#### Problem description:
Output only the lines of the entries that follow, starting at the one with "errors; they are" and running down to the one with "not found in", both included and unchanged.

Collected data entries:
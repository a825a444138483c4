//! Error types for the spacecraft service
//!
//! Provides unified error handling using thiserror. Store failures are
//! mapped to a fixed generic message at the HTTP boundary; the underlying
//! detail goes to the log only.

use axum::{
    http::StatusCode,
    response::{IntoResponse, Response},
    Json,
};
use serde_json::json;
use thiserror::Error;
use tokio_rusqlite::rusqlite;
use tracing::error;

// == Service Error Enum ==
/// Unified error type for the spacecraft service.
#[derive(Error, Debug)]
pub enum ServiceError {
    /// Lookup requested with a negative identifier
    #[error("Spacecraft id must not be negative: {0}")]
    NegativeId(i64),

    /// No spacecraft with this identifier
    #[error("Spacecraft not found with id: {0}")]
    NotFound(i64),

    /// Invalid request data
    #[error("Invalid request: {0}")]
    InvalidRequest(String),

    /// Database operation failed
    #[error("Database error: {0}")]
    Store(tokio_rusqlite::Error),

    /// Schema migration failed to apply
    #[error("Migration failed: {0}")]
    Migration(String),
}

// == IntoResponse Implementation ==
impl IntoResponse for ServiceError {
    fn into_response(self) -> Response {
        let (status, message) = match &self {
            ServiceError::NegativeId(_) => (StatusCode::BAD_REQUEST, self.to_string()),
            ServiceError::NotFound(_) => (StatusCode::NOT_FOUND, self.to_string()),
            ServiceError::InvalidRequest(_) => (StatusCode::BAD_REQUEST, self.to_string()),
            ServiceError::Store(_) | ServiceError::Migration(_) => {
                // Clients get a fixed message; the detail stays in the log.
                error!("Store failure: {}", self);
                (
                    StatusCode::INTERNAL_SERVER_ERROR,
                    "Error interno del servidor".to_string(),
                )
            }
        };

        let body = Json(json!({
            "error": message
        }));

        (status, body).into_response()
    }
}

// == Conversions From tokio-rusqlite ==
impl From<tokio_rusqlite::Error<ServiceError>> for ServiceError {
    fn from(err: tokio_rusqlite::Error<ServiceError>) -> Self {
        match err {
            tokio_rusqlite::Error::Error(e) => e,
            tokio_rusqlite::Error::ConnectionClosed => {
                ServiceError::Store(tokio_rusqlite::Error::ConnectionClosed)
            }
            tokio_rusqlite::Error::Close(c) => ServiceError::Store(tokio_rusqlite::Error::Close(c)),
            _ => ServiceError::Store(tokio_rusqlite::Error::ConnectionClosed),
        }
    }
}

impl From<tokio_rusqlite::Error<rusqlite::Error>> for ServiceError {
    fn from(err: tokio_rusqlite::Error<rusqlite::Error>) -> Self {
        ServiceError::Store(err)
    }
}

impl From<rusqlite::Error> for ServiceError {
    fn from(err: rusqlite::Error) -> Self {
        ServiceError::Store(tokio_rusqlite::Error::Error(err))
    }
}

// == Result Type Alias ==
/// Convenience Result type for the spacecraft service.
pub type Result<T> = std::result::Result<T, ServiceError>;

...

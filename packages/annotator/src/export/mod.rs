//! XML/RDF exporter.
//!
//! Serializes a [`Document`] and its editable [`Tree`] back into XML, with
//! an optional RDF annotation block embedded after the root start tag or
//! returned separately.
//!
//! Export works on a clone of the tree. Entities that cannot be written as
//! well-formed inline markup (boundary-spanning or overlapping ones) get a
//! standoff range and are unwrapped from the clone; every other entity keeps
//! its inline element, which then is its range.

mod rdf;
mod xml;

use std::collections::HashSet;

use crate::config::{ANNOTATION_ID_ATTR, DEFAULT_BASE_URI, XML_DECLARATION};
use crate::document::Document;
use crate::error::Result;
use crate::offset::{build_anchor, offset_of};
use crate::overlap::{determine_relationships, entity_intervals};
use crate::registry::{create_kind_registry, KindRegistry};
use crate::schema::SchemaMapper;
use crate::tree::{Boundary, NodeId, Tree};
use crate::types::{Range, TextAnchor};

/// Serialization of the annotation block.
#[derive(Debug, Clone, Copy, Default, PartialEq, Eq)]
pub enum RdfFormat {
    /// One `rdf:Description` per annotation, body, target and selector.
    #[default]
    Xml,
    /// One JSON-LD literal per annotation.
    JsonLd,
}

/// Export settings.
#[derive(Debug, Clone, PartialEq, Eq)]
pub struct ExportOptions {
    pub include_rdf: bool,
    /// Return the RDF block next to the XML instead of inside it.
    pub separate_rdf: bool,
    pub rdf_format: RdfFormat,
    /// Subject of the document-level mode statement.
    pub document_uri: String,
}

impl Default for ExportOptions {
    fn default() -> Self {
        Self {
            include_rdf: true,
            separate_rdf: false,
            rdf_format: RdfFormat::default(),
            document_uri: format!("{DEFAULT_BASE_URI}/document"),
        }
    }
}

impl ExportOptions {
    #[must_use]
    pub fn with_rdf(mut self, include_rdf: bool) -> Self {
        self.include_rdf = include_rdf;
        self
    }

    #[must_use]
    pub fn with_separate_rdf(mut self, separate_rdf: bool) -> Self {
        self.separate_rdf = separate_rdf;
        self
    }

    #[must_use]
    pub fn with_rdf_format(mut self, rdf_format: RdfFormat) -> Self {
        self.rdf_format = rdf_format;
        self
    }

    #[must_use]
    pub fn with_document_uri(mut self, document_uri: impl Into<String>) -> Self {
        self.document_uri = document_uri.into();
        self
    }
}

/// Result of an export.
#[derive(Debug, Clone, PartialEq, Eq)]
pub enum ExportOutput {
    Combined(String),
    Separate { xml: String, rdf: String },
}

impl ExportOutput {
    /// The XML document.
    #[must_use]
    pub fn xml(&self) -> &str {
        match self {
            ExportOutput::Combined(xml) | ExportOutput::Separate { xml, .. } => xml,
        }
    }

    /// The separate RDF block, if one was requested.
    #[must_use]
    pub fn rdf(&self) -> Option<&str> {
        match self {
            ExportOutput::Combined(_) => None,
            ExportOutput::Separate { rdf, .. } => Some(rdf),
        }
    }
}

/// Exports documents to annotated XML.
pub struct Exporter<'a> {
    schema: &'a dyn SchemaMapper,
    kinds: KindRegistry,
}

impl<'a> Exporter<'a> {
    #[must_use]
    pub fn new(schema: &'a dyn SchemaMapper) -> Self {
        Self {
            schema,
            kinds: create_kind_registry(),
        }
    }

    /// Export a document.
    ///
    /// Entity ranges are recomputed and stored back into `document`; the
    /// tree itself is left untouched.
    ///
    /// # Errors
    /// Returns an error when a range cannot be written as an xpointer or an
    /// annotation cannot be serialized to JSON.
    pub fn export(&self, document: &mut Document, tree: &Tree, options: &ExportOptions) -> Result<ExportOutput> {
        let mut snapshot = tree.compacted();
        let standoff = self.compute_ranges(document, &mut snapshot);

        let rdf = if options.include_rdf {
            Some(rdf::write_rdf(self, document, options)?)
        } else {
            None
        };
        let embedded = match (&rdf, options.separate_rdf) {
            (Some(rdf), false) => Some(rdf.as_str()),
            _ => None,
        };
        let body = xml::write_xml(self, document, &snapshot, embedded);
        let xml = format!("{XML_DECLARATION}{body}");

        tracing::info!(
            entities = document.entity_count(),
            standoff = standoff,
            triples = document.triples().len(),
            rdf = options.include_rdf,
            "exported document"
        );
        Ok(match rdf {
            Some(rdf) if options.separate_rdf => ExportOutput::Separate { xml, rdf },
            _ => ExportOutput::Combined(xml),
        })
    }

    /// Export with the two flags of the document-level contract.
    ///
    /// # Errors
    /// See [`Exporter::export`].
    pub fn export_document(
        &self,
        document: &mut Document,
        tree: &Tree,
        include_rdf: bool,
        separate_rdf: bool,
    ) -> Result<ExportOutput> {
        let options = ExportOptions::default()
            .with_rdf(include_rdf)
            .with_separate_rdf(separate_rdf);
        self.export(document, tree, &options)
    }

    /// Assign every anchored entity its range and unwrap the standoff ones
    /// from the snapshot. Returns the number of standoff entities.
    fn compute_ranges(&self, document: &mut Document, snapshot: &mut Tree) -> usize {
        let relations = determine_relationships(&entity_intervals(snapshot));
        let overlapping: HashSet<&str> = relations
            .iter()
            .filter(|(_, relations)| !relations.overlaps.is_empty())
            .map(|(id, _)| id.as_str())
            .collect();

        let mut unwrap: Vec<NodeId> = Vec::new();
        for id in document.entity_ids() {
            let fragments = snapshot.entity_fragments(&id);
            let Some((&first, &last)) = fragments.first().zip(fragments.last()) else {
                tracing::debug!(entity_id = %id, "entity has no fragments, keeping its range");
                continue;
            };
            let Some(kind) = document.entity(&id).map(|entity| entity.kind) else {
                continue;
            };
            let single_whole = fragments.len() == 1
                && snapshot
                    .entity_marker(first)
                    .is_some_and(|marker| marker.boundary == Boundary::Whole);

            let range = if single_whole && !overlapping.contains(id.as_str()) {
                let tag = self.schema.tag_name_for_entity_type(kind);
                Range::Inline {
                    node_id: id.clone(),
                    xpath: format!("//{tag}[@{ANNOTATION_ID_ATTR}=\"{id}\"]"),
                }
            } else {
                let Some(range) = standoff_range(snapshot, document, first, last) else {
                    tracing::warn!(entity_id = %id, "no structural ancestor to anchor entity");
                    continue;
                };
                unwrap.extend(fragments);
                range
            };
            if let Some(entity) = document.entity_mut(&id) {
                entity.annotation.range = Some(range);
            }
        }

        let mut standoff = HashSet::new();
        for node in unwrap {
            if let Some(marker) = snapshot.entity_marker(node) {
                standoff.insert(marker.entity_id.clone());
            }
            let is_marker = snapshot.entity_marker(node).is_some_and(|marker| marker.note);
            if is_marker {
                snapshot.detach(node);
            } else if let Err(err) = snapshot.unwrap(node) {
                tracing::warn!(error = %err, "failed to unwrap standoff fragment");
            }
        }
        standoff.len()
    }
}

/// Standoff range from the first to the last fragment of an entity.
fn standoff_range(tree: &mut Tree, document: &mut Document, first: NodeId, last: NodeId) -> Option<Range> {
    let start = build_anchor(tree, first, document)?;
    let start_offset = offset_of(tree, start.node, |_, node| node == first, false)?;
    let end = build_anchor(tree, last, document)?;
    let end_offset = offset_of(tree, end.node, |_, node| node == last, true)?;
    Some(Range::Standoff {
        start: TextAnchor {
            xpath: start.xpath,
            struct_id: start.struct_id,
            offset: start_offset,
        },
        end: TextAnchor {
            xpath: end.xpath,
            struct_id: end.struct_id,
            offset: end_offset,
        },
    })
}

--

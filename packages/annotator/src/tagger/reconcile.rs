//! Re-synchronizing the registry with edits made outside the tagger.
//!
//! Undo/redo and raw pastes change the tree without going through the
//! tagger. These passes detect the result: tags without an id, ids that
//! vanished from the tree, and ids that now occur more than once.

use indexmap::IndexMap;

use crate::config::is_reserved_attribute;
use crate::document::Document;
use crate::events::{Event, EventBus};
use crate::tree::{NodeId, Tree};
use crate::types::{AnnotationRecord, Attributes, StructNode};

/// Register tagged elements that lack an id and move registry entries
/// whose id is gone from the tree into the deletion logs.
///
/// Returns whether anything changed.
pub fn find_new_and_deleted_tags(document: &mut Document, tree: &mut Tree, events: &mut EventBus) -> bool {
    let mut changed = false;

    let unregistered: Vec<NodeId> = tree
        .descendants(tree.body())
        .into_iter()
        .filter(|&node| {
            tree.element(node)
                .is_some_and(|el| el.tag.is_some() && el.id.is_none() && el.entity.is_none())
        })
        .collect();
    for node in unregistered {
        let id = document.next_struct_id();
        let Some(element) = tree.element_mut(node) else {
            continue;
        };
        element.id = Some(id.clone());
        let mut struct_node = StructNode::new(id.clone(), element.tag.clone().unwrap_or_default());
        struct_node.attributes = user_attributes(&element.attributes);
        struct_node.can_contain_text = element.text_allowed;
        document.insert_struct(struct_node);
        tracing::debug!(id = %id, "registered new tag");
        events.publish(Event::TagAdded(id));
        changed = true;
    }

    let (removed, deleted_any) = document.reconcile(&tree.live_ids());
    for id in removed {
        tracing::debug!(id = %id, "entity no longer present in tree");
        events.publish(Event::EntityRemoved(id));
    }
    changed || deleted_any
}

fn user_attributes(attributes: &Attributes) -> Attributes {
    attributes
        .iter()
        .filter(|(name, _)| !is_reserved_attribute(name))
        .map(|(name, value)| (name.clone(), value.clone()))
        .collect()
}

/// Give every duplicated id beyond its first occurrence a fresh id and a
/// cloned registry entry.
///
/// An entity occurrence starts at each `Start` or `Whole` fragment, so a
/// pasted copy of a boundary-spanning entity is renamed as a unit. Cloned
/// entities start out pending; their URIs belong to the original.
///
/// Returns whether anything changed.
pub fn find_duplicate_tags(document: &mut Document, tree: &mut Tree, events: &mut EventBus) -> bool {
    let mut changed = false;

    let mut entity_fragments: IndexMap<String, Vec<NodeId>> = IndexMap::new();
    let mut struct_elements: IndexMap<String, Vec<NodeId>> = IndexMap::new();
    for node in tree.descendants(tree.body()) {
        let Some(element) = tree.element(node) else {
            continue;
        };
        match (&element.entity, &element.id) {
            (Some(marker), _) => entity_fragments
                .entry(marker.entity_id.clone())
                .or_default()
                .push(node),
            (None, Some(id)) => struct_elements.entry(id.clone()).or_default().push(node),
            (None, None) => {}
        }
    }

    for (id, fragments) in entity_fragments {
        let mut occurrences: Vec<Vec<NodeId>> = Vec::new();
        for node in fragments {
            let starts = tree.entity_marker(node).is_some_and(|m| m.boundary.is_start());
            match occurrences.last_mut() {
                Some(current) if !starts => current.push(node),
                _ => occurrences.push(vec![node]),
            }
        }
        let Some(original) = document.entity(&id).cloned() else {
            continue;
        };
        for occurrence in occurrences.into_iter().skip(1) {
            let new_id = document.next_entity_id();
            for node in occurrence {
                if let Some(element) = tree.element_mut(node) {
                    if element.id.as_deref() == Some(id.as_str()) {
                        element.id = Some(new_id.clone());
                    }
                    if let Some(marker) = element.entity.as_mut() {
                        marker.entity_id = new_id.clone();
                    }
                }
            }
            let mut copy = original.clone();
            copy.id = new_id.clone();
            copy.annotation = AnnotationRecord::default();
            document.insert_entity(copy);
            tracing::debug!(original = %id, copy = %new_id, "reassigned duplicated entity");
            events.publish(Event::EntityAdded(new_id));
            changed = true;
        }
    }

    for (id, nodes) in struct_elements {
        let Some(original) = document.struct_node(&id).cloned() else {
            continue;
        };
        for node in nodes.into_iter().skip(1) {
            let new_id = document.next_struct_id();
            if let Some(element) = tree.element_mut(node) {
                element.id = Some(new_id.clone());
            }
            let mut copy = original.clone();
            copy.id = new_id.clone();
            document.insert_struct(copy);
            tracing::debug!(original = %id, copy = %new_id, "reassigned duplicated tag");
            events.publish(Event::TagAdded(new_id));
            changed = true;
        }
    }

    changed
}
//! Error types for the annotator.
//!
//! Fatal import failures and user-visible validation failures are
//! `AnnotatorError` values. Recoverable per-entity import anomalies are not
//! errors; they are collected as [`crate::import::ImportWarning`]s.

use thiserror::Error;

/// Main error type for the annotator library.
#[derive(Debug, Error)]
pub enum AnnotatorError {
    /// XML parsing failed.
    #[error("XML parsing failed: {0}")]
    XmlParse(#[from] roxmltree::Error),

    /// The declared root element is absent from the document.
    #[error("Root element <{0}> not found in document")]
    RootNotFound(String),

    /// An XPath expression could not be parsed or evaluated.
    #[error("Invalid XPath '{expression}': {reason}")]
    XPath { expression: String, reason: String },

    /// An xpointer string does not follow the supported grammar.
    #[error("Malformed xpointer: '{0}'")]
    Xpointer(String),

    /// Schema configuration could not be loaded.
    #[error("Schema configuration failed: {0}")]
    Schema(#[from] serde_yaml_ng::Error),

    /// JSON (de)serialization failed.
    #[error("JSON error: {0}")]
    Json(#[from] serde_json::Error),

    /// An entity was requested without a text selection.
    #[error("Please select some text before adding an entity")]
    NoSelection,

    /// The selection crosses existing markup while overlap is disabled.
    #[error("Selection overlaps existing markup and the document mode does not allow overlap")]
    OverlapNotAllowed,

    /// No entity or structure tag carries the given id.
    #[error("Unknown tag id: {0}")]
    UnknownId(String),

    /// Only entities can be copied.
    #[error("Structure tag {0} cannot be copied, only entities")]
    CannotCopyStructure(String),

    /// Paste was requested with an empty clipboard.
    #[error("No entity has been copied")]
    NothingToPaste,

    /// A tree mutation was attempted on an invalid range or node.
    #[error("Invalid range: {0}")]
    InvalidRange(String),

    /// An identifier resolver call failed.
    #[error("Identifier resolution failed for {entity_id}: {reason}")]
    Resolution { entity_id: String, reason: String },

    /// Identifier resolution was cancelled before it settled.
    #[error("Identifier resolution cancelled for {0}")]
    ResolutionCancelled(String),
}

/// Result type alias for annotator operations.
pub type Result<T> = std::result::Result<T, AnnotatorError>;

#### Reply:
//! errors; they are collected as [`crate::import::ImportWarning`]s.

use thiserror::Error;

/// Main error type for the annotator library.
#[derive(Debug, Error)]
pub enum AnnotatorError {
    /// XML parsing failed.
    #[error("XML parsing failed: {0}")]
    XmlParse(#[from] roxmltree::Error),

    /// The declared root element is absent from the document.
    #[error("Root element <{0}> not found in document")]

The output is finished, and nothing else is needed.